Hardyscheibe oder Rag Joint

Fahrzeuge haben in der Regel eine Hardyscheibe in der Lenksäule verbaut. Sie ist eine aus Gummi oder einem anderen elastischen Material gefertigte Scheibe, mit zumeist einvulkanisierten Buchsen aus Metall, die dafür sorgt, dass leichter Winkelversatz der beiden Achsen und sogar minimale Fluchtfehler ausgeglichen und gleichzeitig Drehmoment-Stöße gedämpft werden. Die Scheibe beim Cooper ist schon 50 Jahre alt, wurde noch nie gewechselt und bereits reichlich zerstört. Die Grundfunktion, die Übertragung der Lenkkräfte sind dadurch zwar nicht gefährdet, aber dem Komfort und der Fahrsicherheit ist das Ganze doch nicht zuträglich.

Der Wechsel der Hardyscheibe erscheint nicht ganz so einfach. Die Schrauben der Scheibe sind nicht gut zu erreichen. Wir müssen die Lenksäule im Innenraum lösen und in das Fahrzeug ziehen. Dafür werden die Schrauben unterhalb des Armaturenbrettes sowie die vier Schrauben im Fußraum gelöst. Die Klemmung der Scheibe auf der Welle des Lenkgetriebes ist sehr fest.
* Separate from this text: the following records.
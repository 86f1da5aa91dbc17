use super::{rewrite_id, MigrationError};
use crate::parse::{ApiId, ApiVersionSetId, NamedValueId};
use tfplug::types::{AttributePath, DynamicValue};

const REVISION_MARKER: &str = ";rev=";

pub fn api_version_set_v0_to_v1(state: DynamicValue) -> Result<DynamicValue, MigrationError> {
    rewrite_id(
        state,
        |id| id.replace("/api-version-set/", "/apiVersionSets/"),
        ApiVersionSetId::parse,
    )
}

pub fn named_value_v0_to_v1(state: DynamicValue) -> Result<DynamicValue, MigrationError> {
    rewrite_id(
        state,
        |id| id.replace("/properties/", "/namedValues/"),
        NamedValueId::parse,
    )
}

/// Version 0 stored the bare API name; version 1 pins the revision in the ID
pub fn api_v0_to_v1(state: DynamicValue) -> Result<DynamicValue, MigrationError> {
    let revision = state
        .get_optional_string(&AttributePath::new("revision"))
        .filter(|r| !r.is_empty())
        .unwrap_or_else(|| "1".to_string());

    rewrite_id(
        state,
        |id| {
            if id.contains(REVISION_MARKER) {
                id.to_string()
            } else {
                format!("{}{}{}", id, REVISION_MARKER, revision)
            }
        },
        ApiId::parse,
    )
}

#[cfg(test)]
mod tests {
    use super::*;
    use crate::migration::state_with;

    const SERVICE: &str =
        "/subscriptions/00000000-0000-0000-0000-000000000000/resourceGroups/rg/providers/Microsoft.ApiManagement/service/apim1";

    fn id_of(state: &DynamicValue) -> String {
        state.get_string(&AttributePath::new("id")).unwrap()
    }

    #[test]
    fn version_set_segment_is_renamed() {
        let state = state_with(&[("id", format!("{}/api-version-set/vs1", SERVICE).as_str())]);
        assert_eq!(
            id_of(&api_version_set_v0_to_v1(state).unwrap()),
            format!("{}/apiVersionSets/vs1", SERVICE)
        );
    }

    #[test]
    fn named_value_segment_is_renamed() {
        let state = state_with(&[("id", format!("{}/properties/nv1", SERVICE).as_str())]);
        assert_eq!(
            id_of(&named_value_v0_to_v1(state).unwrap()),
            format!("{}/namedValues/nv1", SERVICE)
        );
    }

    #[test]
    fn api_gets_revision_from_state() {
        let state = state_with(&[
            ("id", format!("{}/apis/echo", SERVICE).as_str()),
            ("revision", "3"),
        ]);
        assert_eq!(
            id_of(&api_v0_to_v1(state).unwrap()),
            format!("{}/apis/echo;rev=3", SERVICE)
        );
    }

    #[test]
    fn api_defaults_to_first_revision() {
        let state = state_with(&[("id", format!("{}/apis/echo", SERVICE).as_str())]);
        assert_eq!(
            id_of(&api_v0_to_v1(state).unwrap()),
            format!("{}/apis/echo;rev=1", SERVICE)
        );
    }

    #[test]
    fn api_with_revision_is_unchanged() {
        let id = format!("{}/apis/echo;rev=2", SERVICE);
        let state = state_with(&[("id", id.as_str()), ("revision", "5")]);
        assert_eq!(id_of(&api_v0_to_v1(state).unwrap()), id);
    }

    #[test]
    fn malformed_legacy_id_fails() {
        let state = state_with(&[("id", "/subscriptions/s/resourceGroups/rg/api-version-set/vs1")]);
        assert!(matches!(
            api_version_set_v0_to_v1(state),
            Err(MigrationError::InvalidId { .. })
        ));
    }
}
Mit etwas Fingerspitzengefühl schaffen wir das Lösen aller Schrauben einschließlich der Klemmschelle. Die Hardyscheibe klopfen wir mit einem kleinen Hammer herunter. Alles ist frei und die neue Scheibe kann montiert werden.

Hardyscheibe ausgebaut

Wenn man sich die alte Scheibe ansieht, bestätigt sich der Anfangsverdacht, dass der Austausch notwendig ist.

Ganz wichtig ist die Auswahl der richtigen Scheibe. Es werden drei originale Nachbauten angeboten. Die Wahl hängt dabei von der Ausstattung des Fahrzeugs ab. Entscheidend sind manuelle Lenkung, Servolenkung und die Motorisierung.

Hier mal kurz die drei Varianten der Klemmung aufgelistet:

  1. Rund 36 Zähne, 3/4 Zoll Durchmesser
  2. Abgeflachte Seite mit 25 Zähnen und 3/4 Zoll Durchmesser
  3. Abgeflachte Seite mit 31 Zähnen und 13/16 Zoll Durchmesser

Welche darf es denn bitte sein?

Das erste Anhalten ist sehr vielversprechend. Ohne viel Kraftaufwand lässt sich die Scheibe gut ein Viertel auf die Welle schieben. Mit etwas Fett und ein paar kleinen Klopfern rutscht sie komplett auf die Welle vom Lenkgetriebe. Die Sicherungsschraube durch und festgezogen. Das ging mal einfach.

Wir bereiten die Lenksäule noch schnell auf. Etwas entrosten und frische Farbe. Eine neue Dichtung zwischen Montageplatte und Spritzwand wird noch aufgeklebt.

Wenn alles klappt, ist man nach gut 5 Stunden als ungeübter Schrauber fertig.